The process began with English, and was then adapted for the world's second language, Chinese. "Demographically, it was the logical way forward," says Moreno, "and at that time, Google was very interested in moving into the Chinese market."
The task proved immensely complicated. Up until then, Google has used two combined systems: one based on words, and another on grammar. This allowed for the development of a system that recognized the sound of words. But in the case of Chinese, the task was made more difficult by the subtle variations in tone that give the same word different meanings; in other words, a system was needed that could distinguish intonation rather than a succession of sounds. Because of this difficulty, Google invented a system that recognizes more than 30 languages. It now has a program that can be installed on Android phones that allows users to search by voice.

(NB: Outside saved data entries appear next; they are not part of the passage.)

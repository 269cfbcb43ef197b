//! HTTP wiring for the Resource API.
//!
//! | Method & path | Success | Failure |
//! |---------------|---------|---------|
//! | `GET /contacts` | 200, array | 500 |
//! | `GET /contacts/{id}` | 200, contact | 404, 500 |
//! | `POST /contacts` | 201, created contact | 400, 500 |
//! | `PUT /contacts/{id}` | 200, updated contact | 400, 404, 500 |
//! | `DELETE /contacts/{id}` | 204, empty | 404, 500 |
//!
//! The collection is also served at `/contacts/`. Failures carry `{"error": "<message>"}`.
//! Cross-origin requests are allowed from any origin.

use std::sync::Arc;

use axum::extract::rejection::JsonRejection;
use axum::extract::{Path, State};
use axum::http::StatusCode;
use axum::routing::get;
use axum::{Json, Router};
use store::{Contact, ContactStore};
use tower_http::cors::{Any, CorsLayer};
use tower_http::trace::TraceLayer;

use crate::contacts;
use crate::error::ApiError;
use crate::payload::ContactPayload;

/// Build the application router around a shared store handle.
pub fn router<S: ContactStore>(store: Arc<S>) -> Router {
    let cors = CorsLayer::new()
        .allow_origin(Any)
        .allow_methods(Any)
        .allow_headers(Any);

    Router::new()
        .nest("/contacts", contact_routes::<S>())
        .route("/contacts/", get(list::<S>).post(create::<S>))
        .layer(TraceLayer::new_for_http())
        .layer(cors)
        .with_state(store)
}

fn contact_routes<S: ContactStore>() -> Router<Arc<S>> {
    Router::new()
        .route("/", get(list::<S>).post(create::<S>))
        .route("/{id}", get(show::<S>).put(update::<S>).delete(remove::<S>))
}

async fn list<S: ContactStore>(
    State(store): State<Arc<S>>,
) -> Result<Json<Vec<Contact>>, ApiError> {
    Ok(Json(contacts::list_contacts(store.as_ref()).await?))
}

async fn show<S: ContactStore>(
    State(store): State<Arc<S>>,
    Path(id): Path<String>,
) -> Result<Json<Contact>, ApiError> {
    Ok(Json(contacts::get_contact(store.as_ref(), &id).await?))
}

async fn create<S: ContactStore>(
    State(store): State<Arc<S>>,
    payload: Result<Json<ContactPayload>, JsonRejection>,
) -> Result<(StatusCode, Json<Contact>), ApiError> {
    let Json(payload) = payload?;
    let contact = contacts::create_contact(store.as_ref(), payload).await?;
    Ok((StatusCode::CREATED, Json(contact)))
}

async fn update<S: ContactStore>(
    State(store): State<Arc<S>>,
    Path(id): Path<String>,
    payload: Result<Json<ContactPayload>, JsonRejection>,
) -> Result<Json<Contact>, ApiError> {
    let Json(payload) = payload?;
    Ok(Json(contacts::update_contact(store.as_ref(), &id, payload).await?))
}

async fn remove<S: ContactStore>(
    State(store): State<Arc<S>>,
    Path(id): Path<String>,
) -> Result<StatusCode, ApiError> {
    contacts::delete_contact(store.as_ref(), &id).await?;
    Ok(StatusCode::NO_CONTENT)
}

#[cfg(test)]
mod tests {
    use super::*;
    use crate::error::{INVALID_AGE, MISSING_FIELDS};
    use crate::test_support::{ScriptedStore, DB_ERROR};
    use axum::body::Body;
    use axum::http::{header, Request};
    use http_body_util::BodyExt;
    use serde_json::{json, Value};
    use store::SqliteStore;
    use tower::ServiceExt;

    async fn sqlite_app() -> (Router, Arc<SqliteStore>) {
        let store = Arc::new(SqliteStore::open("sqlite::memory:").await.unwrap());
        (router(store.clone()), store)
    }

    fn scripted_app(store: ScriptedStore) -> Router {
        router(Arc::new(store))
    }

    async fn send(
        app: &Router,
        method: &str,
        uri: &str,
        body: Option<Value>,
    ) -> (StatusCode, Option<Value>) {
        let builder = Request::builder().method(method).uri(uri);
        let request = match body {
            Some(body) => builder
                .header(header::CONTENT_TYPE, "application/json")
                .body(Body::from(body.to_string()))
                .unwrap(),
            None => builder.body(Body::empty()).unwrap(),
        };

        let response = app.clone().oneshot(request).await.unwrap();
        let status = response.status();
        let bytes = response.into_body().collect().await.unwrap().to_bytes();
        let json = if bytes.is_empty() {
            None
        } else {
            Some(serde_json::from_slice(&bytes).unwrap())
        };
        (status, json)
    }

    fn john() -> Value {
        json!({
            "firstName": "John",
            "lastName": "Doe",
            "email": "john@example.com",
            "phoneNumber": "1234567890",
            "age": 30
        })
    }

    fn error_body(message: &str) -> Option<Value> {
        Some(json!({ "error": message }))
    }

    fn is_uuid_v4(id: &str) -> bool {
        uuid::Uuid::parse_str(id)
            .map(|u| u.get_version_num() == 4)
            .unwrap_or(false)
    }

    #[tokio::test]
    async fn test_crud_happy_path() {
        let (app, store) = sqlite_app().await;

        // Create
        let (status, body) = send(&app, "POST", "/contacts", Some(john())).await;
        assert_eq!(status, StatusCode::CREATED);
        let created = body.unwrap();
        let id = created["id"].as_str().unwrap().to_string();
        assert!(is_uuid_v4(&id), "id {id}");
        assert_eq!(created["firstName"], "John");
        assert_eq!(created["lastName"], "Doe");
        assert_eq!(created["email"], "john@example.com");
        assert_eq!(created["phoneNumber"], "1234567890");
        assert_eq!(created["age"], 30);

        // List
        let (status, body) = send(&app, "GET", "/contacts", None).await;
        assert_eq!(status, StatusCode::OK);
        let list = body.unwrap();
        assert_eq!(list.as_array().unwrap().len(), 1);
        assert_eq!(list[0], created);

        // Get
        let (status, body) = send(&app, "GET", &format!("/contacts/{id}"), None).await;
        assert_eq!(status, StatusCode::OK);
        assert_eq!(body.unwrap(), created);

        // Update replaces every field
        let replacement = json!({
            "firstName": "Jane",
            "lastName": "Roe",
            "email": "jane@example.com",
            "phoneNumber": "555-010-0199",
            "age": 35
        });
        let (status, body) =
            send(&app, "PUT", &format!("/contacts/{id}"), Some(replacement.clone())).await;
        assert_eq!(status, StatusCode::OK);
        let updated = body.unwrap();
        assert_eq!(updated["id"], id.as_str());
        for field in ["firstName", "lastName", "email", "phoneNumber", "age"] {
            assert_eq!(updated[field], replacement[field], "field {field}");
        }
        let (_, body) = send(&app, "GET", &format!("/contacts/{id}"), None).await;
        assert_eq!(body.unwrap(), updated);

        // Delete
        let (status, body) = send(&app, "DELETE", &format!("/contacts/{id}"), None).await;
        assert_eq!(status, StatusCode::NO_CONTENT);
        assert!(body.is_none());
        let (status, body) = send(&app, "GET", &format!("/contacts/{id}"), None).await;
        assert_eq!(status, StatusCode::NOT_FOUND);
        assert_eq!(body, error_body("Contact not found"));

        store.close().await;
    }

    #[tokio::test]
    async fn test_create_assigns_distinct_ids_and_ignores_client_id() {
        let (app, _store) = sqlite_app().await;

        let mut body = john();
        body["id"] = json!("1");
        let (_, first) = send(&app, "POST", "/contacts", Some(body.clone())).await;
        let (_, second) = send(&app, "POST", "/contacts", Some(body)).await;
        let first = first.unwrap()["id"].as_str().unwrap().to_string();
        let second = second.unwrap()["id"].as_str().unwrap().to_string();
        assert_ne!(first, "1");
        assert_ne!(first, second);
    }

    #[tokio::test]
    async fn test_create_coerces_string_age() {
        let (app, _store) = sqlite_app().await;

        let mut body = john();
        body["age"] = json!("42");
        let (status, created) = send(&app, "POST", "/contacts", Some(body)).await;
        assert_eq!(status, StatusCode::CREATED);
        assert_eq!(created.unwrap()["age"], 42);
    }

    #[tokio::test]
    async fn test_create_validation_errors() {
        let (app, store) = sqlite_app().await;

        let (status, body) =
            send(&app, "POST", "/contacts", Some(json!({ "firstName": "John" }))).await;
        assert_eq!(status, StatusCode::BAD_REQUEST);
        assert_eq!(body, error_body(MISSING_FIELDS));

        let mut negative = john();
        negative["age"] = json!(-1);
        let (status, body) = send(&app, "POST", "/contacts", Some(negative)).await;
        assert_eq!(status, StatusCode::BAD_REQUEST);
        assert_eq!(body, error_body(INVALID_AGE));

        // Nothing was stored
        assert!(store.all().await.unwrap().is_empty());
    }

    #[tokio::test]
    async fn test_malformed_json_is_a_validation_error() {
        let (app, _store) = sqlite_app().await;

        let request = Request::builder()
            .method("POST")
            .uri("/contacts")
            .header(header::CONTENT_TYPE, "application/json")
            .body(Body::from("{not json"))
            .unwrap();
        let response = app.clone().oneshot(request).await.unwrap();
        assert_eq!(response.status(), StatusCode::BAD_REQUEST);
        let bytes = response.into_body().collect().await.unwrap().to_bytes();
        let body: Value = serde_json::from_slice(&bytes).unwrap();
        assert!(body["error"].is_string());
    }

    #[tokio::test]
    async fn test_unknown_id_is_not_found_for_every_operation() {
        let (app, _store) = sqlite_app().await;

        for (method, body) in [("GET", None), ("PUT", Some(john())), ("DELETE", None)] {
            let (status, response) = send(&app, method, "/contacts/nonexistent-id", body).await;
            assert_eq!(status, StatusCode::NOT_FOUND, "{method}");
            assert_eq!(response, error_body("Contact not found"), "{method}");
        }
    }

    #[tokio::test]
    async fn test_update_checks_existence_before_body() {
        let (app, _store) = sqlite_app().await;

        // Unknown id is not found whatever the body
        let (status, body) =
            send(&app, "PUT", "/contacts/nonexistent-id", Some(json!({ "age": 35 }))).await;
        assert_eq!(status, StatusCode::NOT_FOUND);
        assert_eq!(body, error_body("Contact not found"));

        // Existing id with an incomplete body is rejected and left unchanged
        let (_, created) = send(&app, "POST", "/contacts", Some(john())).await;
        let created = created.unwrap();
        let uri = format!("/contacts/{}", created["id"].as_str().unwrap());
        let (status, body) = send(&app, "PUT", &uri, Some(json!({ "age": 35 }))).await;
        assert_eq!(status, StatusCode::BAD_REQUEST);
        assert_eq!(body, error_body(MISSING_FIELDS));

        let (_, stored) = send(&app, "GET", &uri, None).await;
        assert_eq!(stored.unwrap(), created);
    }

    #[tokio::test]
    async fn test_invalid_update_never_reaches_write() {
        let app = scripted_app(ScriptedStore::with_row("some-id").fail_write());

        let mut body = john();
        body["age"] = json!(-1);
        let (status, body) = send(&app, "PUT", "/contacts/some-id", Some(body)).await;
        assert_eq!(status, StatusCode::BAD_REQUEST);
        assert_eq!(body, error_body(INVALID_AGE));
    }

    #[tokio::test]
    async fn test_list_storage_error() {
        let app = scripted_app(ScriptedStore::failing_reads());
        let (status, body) = send(&app, "GET", "/contacts", None).await;
        assert_eq!(status, StatusCode::INTERNAL_SERVER_ERROR);
        assert_eq!(body, error_body(DB_ERROR));
    }

    #[tokio::test]
    async fn test_get_storage_error() {
        let app = scripted_app(ScriptedStore::failing_reads());
        let (status, body) = send(&app, "GET", "/contacts/some-id", None).await;
        assert_eq!(status, StatusCode::INTERNAL_SERVER_ERROR);
        assert_eq!(body, error_body(DB_ERROR));
    }

    #[tokio::test]
    async fn test_create_storage_errors() {
        // Insert fails
        let app = scripted_app(ScriptedStore::default().fail_insert());
        let (status, body) = send(&app, "POST", "/contacts", Some(john())).await;
        assert_eq!(status, StatusCode::INTERNAL_SERVER_ERROR);
        assert_eq!(body, error_body(DB_ERROR));

        // Insert succeeds, confirming read fails
        let app = scripted_app(ScriptedStore::default().find_ok_calls(0));
        let (status, body) = send(&app, "POST", "/contacts", Some(john())).await;
        assert_eq!(status, StatusCode::INTERNAL_SERVER_ERROR);
        assert_eq!(body, error_body(DB_ERROR));
    }

    #[tokio::test]
    async fn test_update_storage_errors() {
        // Existence check fails
        let app = scripted_app(ScriptedStore::failing_reads());
        let (status, body) = send(&app, "PUT", "/contacts/some-id", Some(john())).await;
        assert_eq!(status, StatusCode::INTERNAL_SERVER_ERROR);
        assert_eq!(body, error_body(DB_ERROR));

        // Write fails
        let app = scripted_app(ScriptedStore::with_row("some-id").fail_write());
        let (status, _) = send(&app, "PUT", "/contacts/some-id", Some(john())).await;
        assert_eq!(status, StatusCode::INTERNAL_SERVER_ERROR);

        // Write succeeds, confirming read fails
        let app = scripted_app(ScriptedStore::with_row("some-id").find_ok_calls(1));
        let (status, body) = send(&app, "PUT", "/contacts/some-id", Some(john())).await;
        assert_eq!(status, StatusCode::INTERNAL_SERVER_ERROR);
        assert_eq!(body, error_body(DB_ERROR));
    }

    #[tokio::test]
    async fn test_delete_storage_errors() {
        let app = scripted_app(ScriptedStore::failing_reads());
        let (status, body) = send(&app, "DELETE", "/contacts/some-id", None).await;
        assert_eq!(status, StatusCode::INTERNAL_SERVER_ERROR);
        assert_eq!(body, error_body(DB_ERROR));

        let app = scripted_app(ScriptedStore::with_row("some-id").fail_write());
        let (status, body) = send(&app, "DELETE", "/contacts/some-id", None).await;
        assert_eq!(status, StatusCode::INTERNAL_SERVER_ERROR);
        assert_eq!(body, error_body(DB_ERROR));
    }

    #[tokio::test]
    async fn test_row_removed_between_check_and_write_is_not_found() {
        let app = scripted_app(ScriptedStore::with_row("some-id").affected(0));

        let (status, body) = send(&app, "PUT", "/contacts/some-id", Some(john())).await;
        assert_eq!(status, StatusCode::NOT_FOUND);
        assert_eq!(body, error_body("Contact not found"));

        let (status, body) = send(&app, "DELETE", "/contacts/some-id", None).await;
        assert_eq!(status, StatusCode::NOT_FOUND);
        assert_eq!(body, error_body("Contact not found"));
    }

    #[tokio::test]
    async fn test_collection_with_trailing_slash() {
        let (app, _store) = sqlite_app().await;

        let (status, created) = send(&app, "POST", "/contacts/", Some(john())).await;
        assert_eq!(status, StatusCode::CREATED);

        let (status, list) = send(&app, "GET", "/contacts/", None).await;
        assert_eq!(status, StatusCode::OK);
        assert_eq!(list.unwrap(), json!([created.unwrap()]));
    }

    #[tokio::test]
    async fn test_cors_allows_any_origin() {
        let (app, _store) = sqlite_app().await;

        let request = Request::builder()
            .method("GET")
            .uri("/contacts")
            .header(header::ORIGIN, "http://localhost:3000")
            .body(Body::empty())
            .unwrap();
        let response = app.clone().oneshot(request).await.unwrap();
        assert_eq!(response.status(), StatusCode::OK);
        assert_eq!(
            response.headers()[header::ACCESS_CONTROL_ALLOW_ORIGIN],
            "*"
        );
    }
}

Moreno says that it now takes his team around two weeks to develop a voice recognition program for any language, down from the two months it initially took.
He says the next major linguistic area that Google will be developing is the Arab-speaking world. "Following the uprisings there, we believe it is simply a matter of common sense to provide people with better search tools. The first trials are being finished now," he says.

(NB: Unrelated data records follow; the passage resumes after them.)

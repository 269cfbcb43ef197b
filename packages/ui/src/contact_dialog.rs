use dioxus::prelude::*;
use store::{Contact, NewContact};

use crate::form::{ContactForm, Field, FormErrors};

/// Backdrop for the contact dialog. A click on the dimmed area outside the card
/// dismisses the dialog through `on_close`.
#[component]
pub fn ModalOverlay(on_close: EventHandler<()>, children: Element) -> Element {
    rsx! {
        div {
            class: "modal-backdrop",
            onclick: move |_| on_close.call(()),
            div {
                class: "modal-card",
                onclick: move |evt: Event<MouseData>| evt.stop_propagation(),
                {children}
            }
        }
    }
}

/// Add/edit form for one contact.
///
/// Field errors appear once the user has tried to save. `on_save` only fires with a
/// valid, normalized contact.
#[component]
pub fn ContactDialog(
    contact: Option<Contact>,
    on_save: EventHandler<NewContact>,
    on_close: EventHandler<()>,
) -> Element {
    let title = if contact.is_some() { "Edit Contact" } else { "Add Contact" };
    let mut form = use_signal(move || ContactForm::from_contact(contact.as_ref()));
    let mut submitted = use_signal(|| false);

    let errors = if submitted() {
        form.read().errors()
    } else {
        FormErrors::default()
    };

    let handle_save = move |_| {
        submitted.set(true);
        if let Ok(contact) = form.read().submit() {
            on_save.call(contact);
        }
    };

    rsx! {
        ModalOverlay { on_close,
            div { class: "contact-dialog",
                h2 { "{title}" }
                for field in Field::ALL {
                    div { key: "{field.name()}", class: "form-field",
                        label { r#for: "contact-{field.name()}", "{field.label()}" }
                        input {
                            id: "contact-{field.name()}",
                            name: field.name(),
                            r#type: field.input_type(),
                            class: if errors.get(field).is_some() { "invalid" },
                            value: "{form.read().get(field)}",
                            oninput: move |evt: FormEvent| form.write().set(field, evt.value()),
                        }
                        if let Some(message) = errors.get(field) {
                            p { class: "field-error", "{message}" }
                        }
                    }
                }
                div { class: "dialog-actions",
                    button { onclick: move |_| on_close.call(()), "Cancel" }
                    button { class: "primary", onclick: handle_save, "Save" }
                }
            }
        }
    }
}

Google's aim is to develop voice-recognition programs for the world's 300 main languages. "Any language that is spoken by more than a million people," says Moreno, "but we would like to continue developing the program beyond that. We want people to be able to talk to their cellphones as simply as possible." The team has even developed a program for Latin, which, rather than facilitating access to the internet for the Vatican, made it easier to work on German, Russian, and the Scandinavian languages.
Moreno says that each new linguistic group has its own peculiarities. In the case of Xhosa and other Southern African languages, the team had to come up with a way to recognize its distinctive clicks. "To our western ears, those clicks are very difficult to distinguish," he says, "but working on the program allowed us to improve our recognition of acoustic modulations, and apply it to Afrikaans, for example."
The most difficult task so far has been developing a system that recognizes Hong Kong Chinese, where around 20 percent of words are in English, along with different Chinese languages and other local influences. Moreno says that if Google can crack that problem, the world is its oyster.